In an op-ed in the Guardian on November 1, 2017, ahead of the 100th anniversary of the Balfour Declaration, Palestinian Authority (PA) President Mahmoud Abbas called on the UK to "atone" for the century of "suffering" that the document allegedly wrought on the "Palestinian people." Abbas reiterated the claims he has been making since 2016, to justify a surreal lawsuit he has threatened to bring against Britain for supporting the "creation of a homeland for one people [Jews], which, he asserted, "resulted in the dispossession and continuing persecution of another."

"Palestinians" were the Jews who lived, along with Muslims and Christians on land called Palestine, which was under British administration from 1917 to 1948.
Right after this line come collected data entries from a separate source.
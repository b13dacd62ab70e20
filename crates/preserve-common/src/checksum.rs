//! Checksum utilities for bag ingest
//!
//! The scanner reads every tar entry exactly once, so both digests are
//! computed from the same pass through [`IngestDigester`], which can also
//! tee the bytes into a scratch file.

use crate::error::Result;
use sha2::{Digest, Sha256};
use std::io::{Read, Write};

/// Digests produced by one pass over a file.
#[derive(Debug, Clone, PartialEq, Eq)]
pub struct IngestDigests {
    pub md5: String,
    pub sha256: String,
    pub size: u64,
}

/// Fan-out writer: every byte written goes to the md5 and sha256 hashers
/// and, when present, to a copy writer.
pub struct IngestDigester<'a> {
    md5: md5::Context,
    sha256: Sha256,
    size: u64,
    copy: Option<&'a mut dyn Write>,
}

impl Default for IngestDigester<'_> {
    fn default() -> Self {
        Self::new()
    }
}

impl<'a> IngestDigester<'a> {
    pub fn new() -> Self {
        Self {
            md5: md5::Context::new(),
            sha256: Sha256::new(),
            size: 0,
            copy: None,
        }
    }

    /// Also write every byte to `copy`.
    pub fn with_copy(copy: &'a mut dyn Write) -> Self {
        Self {
            copy: Some(copy),
            ..Self::new()
        }
    }

    pub fn finish(self) -> IngestDigests {
        IngestDigests {
            md5: format!("{:x}", self.md5.compute()),
            sha256: hex::encode(self.sha256.finalize()),
            size: self.size,
        }
    }
}

impl Write for IngestDigester<'_> {
    fn write(&mut self, buf: &[u8]) -> std::io::Result<usize> {
        if let Some(copy) = self.copy.as_mut() {
            copy.write_all(buf)?;
        }
        self.md5.consume(buf);
        self.sha256.update(buf);
        self.size += buf.len() as u64;
        Ok(buf.len())
    }

    fn flush(&mut self) -> std::io::Result<()> {
        match self.copy.as_mut() {
            Some(copy) => copy.flush(),
            None => Ok(()),
        }
    }
}

/// Digest a reader with both ingest algorithms.
pub fn digest_reader<R: Read>(reader: &mut R) -> Result<IngestDigests> {
    let mut digester = IngestDigester::new();
    std::io::copy(reader, &mut digester)?;
    Ok(digester.finish())
}
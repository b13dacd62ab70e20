//! Preserve Ingest Library
#![deny(clippy::unwrap_used, clippy::expect_used)]
//!
//! Moves a tarred BagIt bag from a depositor's receiving bucket into
//! long-term preservation storage and registers it in the catalog.
//!
//! # Stages
//!
//! - **Gather metadata**: scan the tar, digest every file, parse manifests and tags
//! - **Reingest check**: compare against what the catalog already holds
//! - **Stage files**: unpack each file into the staging bucket
//! - **Identify formats**: content sniffing with an extension fallback
//! - **Preservation upload / verify**: copy to every target of the storage tier
//! - **Record**: register object, files and PREMIS events in the catalog
//! - **Cleanup**: remove staged copies, work records and the original tar
//!
//! Each stage persists everything it learns in a [`store::MetadataStore`], so
//! a failed WorkItem can be resumed at the failed stage.
//!
//! # Example
//!
//! ```no_run
//! use preserve_ingest::{IngestConfig, IngestContext, Pipeline};
//! use preserve_ingest::models::WorkItem;
//!
//! #[tokio::main]
//! async fn main() -> anyhow::Result<()> {
//!     let ctx = IngestContext::from_config(IngestConfig::from_env()?).await?;
//!     let item = WorkItem {
//!         id: 1,
//!         institution: "example.edu".into(),
//!         institution_id: 7,
//!         bucket: "receiving.example.edu".into(),
//!         key: "example.edu.sample_good.tar".into(),
//!         etag: String::new(),
//!         size: 0,
//!     };
//!     let report = Pipeline::new(ctx).run(&item).await?;
//!     println!("success: {}", report.is_success());
//!     Ok(())
//! }
//! ```

pub mod bagit;
pub mod catalog;
pub mod config;
pub mod context;
pub mod format;
pub mod framework;
pub mod models;
pub mod pipeline;
pub mod scanner;
pub mod stages;
pub mod storage;
pub mod store;

pub use config::IngestConfig;
pub use context::IngestContext;
pub use pipeline::{Pipeline, PipelineReport};
pub use stages::{Stage, StageResult};
//! Shared machinery for pipeline stages

pub mod apply;
pub mod error_log;

pub use apply::{ApplyOptions, ApplyOutcome, FileApplier, FileTask};
pub use error_log::ErrorLog;
//! Common types used across the ingest workspace

use serde::{Deserialize, Serialize};

/// Digest algorithm of a checksum.
///
/// Only md5 and sha256 are computed at ingest; sha1 and sha512 can still
/// arrive through bag manifests or from the catalog.
#[derive(Debug, Clone, Copy, PartialEq, Eq, Hash, Serialize, Deserialize)]
#[serde(rename_all = "lowercase")]
pub enum ChecksumAlgorithm {
    Md5,
    Sha1,
    Sha256,
    Sha512,
}

impl ChecksumAlgorithm {
    /// Strongest first. Used when comparing a new ingest against the catalog.
    pub const PREFERRED: [ChecksumAlgorithm; 3] = [
        ChecksumAlgorithm::Sha512,
        ChecksumAlgorithm::Sha256,
        ChecksumAlgorithm::Md5,
    ];

    pub fn as_str(&self) -> &'static str {
        match self {
            ChecksumAlgorithm::Md5 => "md5",
            ChecksumAlgorithm::Sha1 => "sha1",
            ChecksumAlgorithm::Sha256 => "sha256",
            ChecksumAlgorithm::Sha512 => "sha512",
        }
    }
}

impl std::str::FromStr for ChecksumAlgorithm {
    type Err = crate::PreserveError;

    fn from_str(s: &str) -> std::result::Result<Self, Self::Err> {
        match s.to_lowercase().as_str() {
            "md5" => Ok(ChecksumAlgorithm::Md5),
            "sha1" => Ok(ChecksumAlgorithm::Sha1),
            "sha256" => Ok(ChecksumAlgorithm::Sha256),
            "sha512" => Ok(ChecksumAlgorithm::Sha512),
            _ => Err(crate::PreserveError::Parse(format!(
                "Unsupported checksum algorithm: {}",
                s
            ))),
        }
    }
}

impl std::fmt::Display for ChecksumAlgorithm {
    fn fmt(&self, f: &mut std::fmt::Formatter<'_>) -> std::fmt::Result {
        write!(f, "{}", self.as_str())
    }
}

/// Where a checksum value came from.
#[derive(Debug, Clone, Copy, PartialEq, Eq, Hash, Serialize, Deserialize)]
#[serde(rename_all = "kebab-case")]
pub enum ChecksumSource {
    /// Computed by the scanner while reading the tar.
    Ingest,
    /// Listed in a payload manifest.
    PayloadManifest,
    /// Listed in a tag manifest.
    TagManifest,
    /// Previously recorded in the catalog.
    Catalog,
}

impl ChecksumSource {
    /// True for the two sources that come from the bag's own manifests.
    pub fn is_manifest(&self) -> bool {
        matches!(
            self,
            ChecksumSource::PayloadManifest | ChecksumSource::TagManifest
        )
    }
}

impl std::fmt::Display for ChecksumSource {
    fn fmt(&self, f: &mut std::fmt::Formatter<'_>) -> std::fmt::Result {
        match self {
            ChecksumSource::Ingest => write!(f, "ingest"),
            ChecksumSource::PayloadManifest => write!(f, "payload-manifest"),
            ChecksumSource::TagManifest => write!(f, "tag-manifest"),
            ChecksumSource::Catalog => write!(f, "catalog"),
        }
    }
}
All people born there during the time of the British Mandate had "Palestine" stamped on their passports. But the Arabs were offended when they were called Palestinians. They complained: "We are not Palestinians, we are Arabs. The Palestinians are the Jews".

Bernard Lewis explains:

"With the rise and spread of pan-Arab ideologies it was as Arabs, not as south Syrians, that the Palestinians began to assert themselves. For the rest of the period of the British Mandate, and for many years after that, their organizations described themselves as Arab and expressed their national identity in Arab rather than in Palestinian or even in Syrian terms."
When Israel declared independence on May 14, 1948, five Arab armies joined up to try to kill the infant nation in its crib. After they were routed, some of the local Arabs who had fled the war wanted to return, but they were considered a fifth column and most were not allowed back. The Arabs who had loyally remained in Israel during the war, however, and their descendants, are still there and make up one-fifth of Israel's population today. They are known as Israeli Arabs; they have the same rights as Jews, except they are not legally required to serve in the army. They may volunteer if they wish to.

Israeli Arabs have their own political parties. They serve as members of Knesset and are employed in all professions. The moral is, or should be: Do not start a war unless you are prepared to lose it -- as the Arabs in and around Israel have done repeatedly, in 1947-48, 1967 and 1973.

Incidentally, the land that was being held in trust for the Jews in the British Mandate for Palestine initially included all of what is now the Kingdom of Jordan, which was granted its independence in 1946 as the Kingdom of Transjordan.



(Image source: Wikimedia Commons)
Less than a week after the article in the Guardian, Omar Barghouti, the instigator of today's attempts to destroy Israel by suffocating it economically, echoed Abbas in a Newsweek piece, calling the Balfour Declaration "a tragedy for the Palestinian people."

The same sentiment was expressed at the end of September in a lecture delivered by Rashid Khalidi -- the Edward Said Professor of Modern Arab Studies at Columbia University -- at the Hagop Kevorkian Center for Near Eastern Studies in New York City: that the Balfour Declaration "launched a century-long assault on the Palestinians aimed at implanting and fostering this national homeland, later the state of Israel, at their expense..."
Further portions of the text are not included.